Fact. According to the Wall Street Journal, McDonalds announced that it is switching from frozen beef to fresh beef in its quarter pounder burger by mid-2018. Presently, McDonalds uses frozen beef in all of its burgers.

High fructose corn syrup makes you hungry

Fact. Foods like ketchup, salad dressing, soda, and cookies often contain corn, and usually in the form of high fructose corn syrup. According to Scientific American, researchers are finding that high fructose corn syrup can make you hungry. In one study, participants were asked to consume either glucose or fructose. Hunger was greatest among those who had consumed the fructose.
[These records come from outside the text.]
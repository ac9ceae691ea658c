use sea_orm::entity::prelude::*;
use serde::{Deserialize, Serialize};

/// Per-item detail of a POS request; `id` is the shipment item id.
#[derive(Clone, Debug, PartialEq, DeriveEntityModel, Serialize, Deserialize)]
#[sea_orm(table_name = "request_lines")]
pub struct Model {
    #[sea_orm(primary_key, auto_increment = false)]
    pub id: Uuid,
    pub request_id: Uuid,
    pub pos_inventory_id: Uuid,
    pub product_id: Uuid,
    pub quantity: i32,
}

#[derive(Copy, Clone, Debug, EnumIter, DeriveRelation)]
pub enum Relation {
    #[sea_orm(
        belongs_to = "super::request::Entity",
        from = "Column::RequestId",
        to = "super::request::Column::Id",
        on_delete = "Cascade"
    )]
    Request,
}

impl Related<super::request::Entity> for Entity {
    fn to() -> RelationDef {
        Relation::Request.def()
    }
}

impl ActiveModelBehavior for ActiveModel {}
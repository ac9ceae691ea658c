use axum::http::Request;
use std::cell::RefCell;
use std::fmt;
use std::future::Future;
use tower_http::{
    classify::{SharedClassifier, StatusInRangeAsFailures},
    trace::{DefaultOnFailure, DefaultOnRequest, DefaultOnResponse, MakeSpan, TraceLayer},
};
use tracing::Level;
use uuid::Uuid;

/// Header carrying the request id in both directions.
pub const REQUEST_ID_HEADER: &str = "x-request-id";

/// Request ID tracking information
#[derive(Clone, Debug, PartialEq, Eq)]
pub struct RequestId(pub String);

impl Default for RequestId {
    fn default() -> Self {
        RequestId(Uuid::new_v4().to_string())
    }
}

impl RequestId {
    pub fn new(value: impl Into<String>) -> Self {
        RequestId(value.into())
    }

    /// Accepts a client-supplied id only if it is short printable ASCII.
    pub fn from_header(value: &str) -> Option<Self> {
        let value = value.trim();
        let valid = !value.is_empty()
            && value.len() <= 128
            && value.bytes().all(|b| b.is_ascii_graphic());
        valid.then(|| RequestId::new(value))
    }

    pub fn as_str(&self) -> &str {
        &self.0
    }
}

impl fmt::Display for RequestId {
    fn fmt(&self, f: &mut fmt::Formatter<'_>) -> fmt::Result {
        write!(f, "{}", self.0)
    }
}

tokio::task_local! {
    static CURRENT_REQUEST_ID: RefCell<Option<RequestId>>;
}

/// Runs `future` with `request_id` visible to [`current_request_id`].
pub async fn scope_request_id<Fut, R>(request_id: RequestId, future: Fut) -> R
where
    Fut: Future<Output = R>,
{
    CURRENT_REQUEST_ID
        .scope(RefCell::new(Some(request_id)), future)
        .await
}

pub fn current_request_id() -> Option<RequestId> {
    CURRENT_REQUEST_ID
        .try_with(|cell| cell.borrow().clone())
        .ok()
        .flatten()
}

#[derive(Clone, Default)]
pub struct RequestSpanMaker;

impl<B> MakeSpan<B> for RequestSpanMaker {
    fn make_span(&mut self, request: &Request<B>) -> tracing::Span {
        let request_id = request
            .extensions()
            .get::<RequestId>()
            .cloned()
            .or_else(|| {
                request
                    .headers()
                    .get(REQUEST_ID_HEADER)
                    .and_then(|v| v.to_str().ok())
                    .and_then(RequestId::from_header)
            })
            .unwrap_or_default();

        tracing::info_span!(
            "http.request",
            request_id = %request_id,
            method = %request.method(),
            uri = %request.uri(),
        )
    }
}

pub type HttpTraceLayer = TraceLayer<
    SharedClassifier<StatusInRangeAsFailures>,
    RequestSpanMaker,
    DefaultOnRequest,
    DefaultOnResponse,
>;

/// Configure tracing for the application with tower-http. Only 5xx
/// responses are classified as failures.
pub fn configure_http_tracing() -> HttpTraceLayer {
    let classifier = SharedClassifier::new(StatusInRangeAsFailures::new(500..=599));
    TraceLayer::new(classifier)
        .make_span_with(RequestSpanMaker)
        .on_request(DefaultOnRequest::new().level(Level::DEBUG))
        .on_response(DefaultOnResponse::new().level(Level::INFO))
        .on_failure(DefaultOnFailure::new().level(Level::ERROR))
}

#[cfg(test)]
mod tests {
    use super::*;

    #[test]
    fn header_ids_are_sanitized() {
        assert_eq!(
            RequestId::from_header(" abc-123 ").unwrap().as_str(),
            "abc-123"
        );
        assert!(RequestId::from_header("").is_none());
        assert!(RequestId::from_header("has space").is_none());
        assert!(RequestId::from_header(&"x".repeat(200)).is_none());
    }

    #[tokio::test]
    async fn request_id_is_scoped_to_the_future() {
        assert!(current_request_id().is_none());
        let seen = scope_request_id(RequestId::new("req-1"), async {
            current_request_id()
        })
        .await;
        assert_eq!(seen, Some(RequestId::new("req-1")));
        assert!(current_request_id().is_none());
    }
}
use chrono::{DateTime, Utc};
use sea_orm::entity::prelude::*;
use serde::{Deserialize, Serialize};

/// Per-branch stock line. The same table exists in both stores.
///
/// `quantity` never goes below zero: every decrement goes through
/// [`crate::services::inventory::adjust_quantity`].
#[derive(Clone, Debug, PartialEq, DeriveEntityModel, Serialize, Deserialize)]
#[sea_orm(table_name = "inventory")]
pub struct Model {
    #[sea_orm(primary_key, auto_increment = false)]
    pub id: Uuid,
    pub product_id: Uuid,
    pub product_unit_id: Option<Uuid>,
    pub branch_id: Uuid,
    pub quantity: i32,
    pub updated_at: DateTime<Utc>,
}

#[derive(Copy, Clone, Debug, EnumIter, DeriveRelation)]
pub enum Relation {}

impl ActiveModelBehavior for ActiveModel {}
Gluten-free is healthier for you

Not if you eat gluten-free junk food. Of course, if you have gluten sensitivity or celiac disease, gluten-free everything is safer, health-wise, for you. However, according to Mark Hyman, M.D., gluten-free junk food is still junk food and some people may be tempted to eat more because it is gluten-free.

Diet soda will help you stave off the pounds

Myth. Fifty nine percent of Americans report drinking diet soda on a regular basis. When researchers from the School of Medicine at The University of Texas compared the waistlines of diet soda drinkers against non-diet soda drinkers, the diet drinkers had a 70 percent greater increase in belly bulge in comparison.